What if I have the following data, test_df['review_id'] that contains the id of the dataframe. I need to pair each of them with data from other arrays. I am going to have a code like the following.
def classify_nb_report(X_train_vectorized, y_train, X_test_vectorized, y_test):
    clf = MultinomialNB()
    # TRAIN THE CLASSIFIER WITH AVAILABLE TRAINING DATA
    clf.fit(X_train_vectorized, y_train)
    y_pred_class = clf.predict(X_test_vectorized)
    return y_pred_class
for i in range(0, n_loop):
    train_df, test_df = train_test_split(df, test_size=0.3)
    ....
    nb_y = classify_nb_report(X_train_vectorized, y_train, X_test_vectorized, y_test)

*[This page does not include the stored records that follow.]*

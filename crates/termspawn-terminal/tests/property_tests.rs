//! Property-based tests for spawn token allocation.
//!
//! Uses proptest to drive random register/resolve sequences and check the
//! correlator's bookkeeping against a simple model.

use proptest::prelude::*;
use std::collections::BTreeSet;
use std::sync::atomic::{AtomicUsize, Ordering};
use std::sync::Arc;

use termspawn_core::SpawnToken;
use termspawn_terminal::Correlator;

#[derive(Debug, Clone)]
enum Op {
    Register,
    /// Resolve the n-th (mod len) outstanding token
    Resolve(usize),
    /// Resolve a token that may never have been issued
    Stray(u32),
}

fn op() -> impl Strategy<Value = Op> {
    prop_oneof![
        3 => Just(Op::Register),
        2 => any::<usize>().prop_map(Op::Resolve),
        1 => (0u32..64).prop_map(Op::Stray),
    ]
}

proptest! {
    /// Outstanding tokens are never zero and never shared.
    #[test]
    fn tokens_are_nonzero_and_distinct(count in 1usize..200) {
        let correlator = Correlator::new();
        let mut seen = BTreeSet::new();
        for _ in 0..count {
            let token = correlator.register("p", |_, _| {}).unwrap();
            prop_assert!(!token.is_none());
            prop_assert!(seen.insert(token));
        }
        prop_assert_eq!(correlator.pending_count(), count);
    }

    /// Every completion runs at most once and the pending set matches a model.
    #[test]
    fn random_register_resolve_sequences(ops in prop::collection::vec(op(), 1..200)) {
        let correlator = Correlator::with_max_token(32);
        let fired = Arc::new(AtomicUsize::new(0));
        let mut outstanding: Vec<SpawnToken> = Vec::new();
        let mut resolved = 0usize;

        for op in ops {
            match op {
                Op::Register => {
                    let f = Arc::clone(&fired);
                    match correlator.register("p", move |_, _| {
                        f.fetch_add(1, Ordering::SeqCst);
                    }) {
                        Ok(token) => {
                            prop_assert!(token.raw() >= 1 && token.raw() <= 32);
                            prop_assert!(!outstanding.contains(&token));
                            outstanding.push(token);
                        }
                        Err(_) => prop_assert_eq!(outstanding.len(), 32),
                    }
                }
                Op::Resolve(n) => {
                    if outstanding.is_empty() {
                        continue;
                    }
                    let token = outstanding.remove(n % outstanding.len());
                    prop_assert!(correlator.resolve(token, Some(1), None));
                    prop_assert!(!correlator.resolve(token, Some(1), None));
                    resolved += 1;
                }
                Op::Stray(raw) => {
                    let token = SpawnToken::from_raw(raw);
                    let expected = outstanding.contains(&token);
                    prop_assert_eq!(correlator.resolve(token, None, None), expected);
                    if expected {
                        outstanding.retain(|t| *t != token);
                        resolved += 1;
                    }
                }
            }
            prop_assert_eq!(correlator.pending_count(), outstanding.len());
        }

        prop_assert_eq!(fired.load(Ordering::SeqCst), resolved);
    }

    /// A freshly freed token is the lowest free one, so it is reused next.
    #[test]
    fn lowest_free_token_is_reused(count in 2u32..50, free in 0u32..50) {
        let correlator = Correlator::new();
        let tokens: Vec<SpawnToken> = (0..count)
            .map(|_| correlator.register("p", |_, _| {}).unwrap())
            .collect();
        let victim = tokens[(free % count) as usize];
        prop_assert!(correlator.resolve(victim, None, None));

        let next = correlator.register("p", |_, _| {}).unwrap();
        prop_assert_eq!(next, victim);
    }
}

As you can see above, in each iteration I am going to get a new set of nb_y which is a numpy array. I am also going to have different sets of test_df and train_df (which are randomly chosen by the function above). I want to pair each value of nb_y from each iteration to id that matches test_df['review_id'].
With the following code, I can get the id of test_df side by side with the value from nb_y.
for f, b in zip(test_df['review_id'], nb_y):
    print(f, b)
Result:
17377 5.0
18505 5.0
24825 1.0
16032 5.0
23721 1.0
18008 5.0
Now, what I want is, from the result above, I append the values of nb_y from the next iterations to their corresponding ids.
I hope this is not too confusing, I will try to expand more if my question is not clear enough. Thanks in advance.